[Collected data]

####################

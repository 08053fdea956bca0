//! Operator tool for inspecting Skeincoin network parameters
//!
//! This tool allows:
//! - Dumping a network profile
//! - Listing checkpoints
//! - Checking a block hash against the checkpoints
//! - Estimating verification progress for a chain tip

use anyhow::{anyhow, Context};
use clap::{Args, Parser, Subcommand};
use skein_params::{BlockHash, ChainContext, ChainTip, ParamsConfig};
use std::path::PathBuf;
use tracing::info;

#[derive(Parser)]
#[command(name = "params-inspect")]
#[command(about = "Skeincoin network parameter inspector", long_about = None)]
struct Cli {
    #[command(flatten)]
    network: NetworkArgs,

    #[command(subcommand)]
    command: Commands,
}

#[derive(Args)]
struct NetworkArgs {
    /// Network: main, test or regtest
    #[arg(short, long, global = true)]
    network: Option<String>,

    /// JSON config file; --network overrides its network
    #[arg(short, long, global = true)]
    config: Option<PathBuf>,

    /// Bypass checkpoint enforcement
    #[arg(long, global = true)]
    no_checkpoints: bool,
}

#[derive(Subcommand)]
enum Commands {
    /// Print the active profile as JSON
    Show,

    /// List checkpoints of the active profile
    Checkpoints,

    /// Check a block hash against the checkpoints
    CheckBlock {
        /// Block height
        #[arg(long)]
        height: u32,

        /// Block hash (hex)
        #[arg(long)]
        hash: String,
    },

    /// Estimate verification progress
    Progress {
        /// Transactions from genesis through the tip
        #[arg(long)]
        chain_tx: u64,

        /// Tip block timestamp (Unix epoch)
        #[arg(long)]
        tip_time: i64,

        /// Current time (Unix epoch), defaults to now
        #[arg(long)]
        now: Option<i64>,
    },
}

fn load_config(args: &NetworkArgs) -> anyhow::Result<ParamsConfig> {
    let mut config = match &args.config {
        Some(path) => ParamsConfig::load(path)
            .with_context(|| format!("failed to load config {}", path.display()))?,
        None => ParamsConfig::default(),
    };
    if let Some(network) = &args.network {
        config.network = network.clone();
    }
    if args.no_checkpoints {
        config.checkpoints = false;
    }
    Ok(config)
}

/// Parse `hash` and run it through the checkpoint gate
fn check_block(context: &ChainContext, height: u32, hash: &str) -> anyhow::Result<BlockHash> {
    let hash: BlockHash = hash.parse().context("invalid block hash")?;
    context.verify_block(height, &hash).map_err(|err| anyhow!(err))?;
    Ok(hash)
}

fn main() -> anyhow::Result<()> {
    // Initialize tracing
    tracing_subscriber::fmt()
        .with_env_filter(
            tracing_subscriber::EnvFilter::try_from_default_env()
                .unwrap_or_else(|_| tracing_subscriber::EnvFilter::new("info")),
        )
        .init();

    let cli = Cli::parse();

    let config = load_config(&cli.network)?;
    let context = ChainContext::from_config(&config).context("invalid network configuration")?;
    let params = context.current();
    info!("Using {} network", params.network);

    match cli.command {
        Commands::Show => {
            println!("{}", serde_json::to_string_pretty(&params.summary())?);
        }
        Commands::Checkpoints => {
            let store = params.checkpoints();
            println!("{}", serde_json::to_string_pretty(&store.checkpoints())?);
            println!(
                "last checkpoint time {}, {} transactions, {} tx/day",
                store.last_checkpoint_time,
                store.last_checkpoint_tx_count,
                store.transactions_per_day
            );
            println!("total blocks estimate: {}", context.total_blocks_estimate());
        }
        Commands::CheckBlock { height, hash } => {
            let hash = check_block(&context, height, &hash)?;
            println!("accepted: block {} at height {}", hash, height);
        }
        Commands::Progress {
            chain_tx,
            tip_time,
            now,
        } => {
            let now = now.unwrap_or_else(|| chrono::Utc::now().timestamp());
            let tip = ChainTip {
                chain_tx,
                time: tip_time,
            };
            let progress = context.estimate_progress(Some(&tip), now);
            println!("verification progress: {:.6}", progress);
        }
    }

    Ok(())
}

####################

◆ **Brief**: The lines from the top of the data above down to the line containing "#[command(flatten)]" are to be copied exactly; no other line should appear.

◆ **Result of this exercise**:
repository 08053fdea956bca0
//! Operator tool for inspecting Skeincoin network parameters
//!
//! This tool allows:
//! - Dumping a network profile
//! - Listing checkpoints
//! - Checking a block hash against the checkpoints
//! - Estimating verification progress for a chain tip

use anyhow::{anyhow, Context};
use clap::{Args, Parser, Subcommand};
use skein_params::{BlockHash, ChainContext, ChainTip, ParamsConfig};
use std::path::PathBuf;
use tracing::info;

#[derive(Parser)]
#[command(name = "params-inspect")]
#[command(about = "Skeincoin network parameter inspector", long_about = None)]
struct Cli {
    #[command(flatten)]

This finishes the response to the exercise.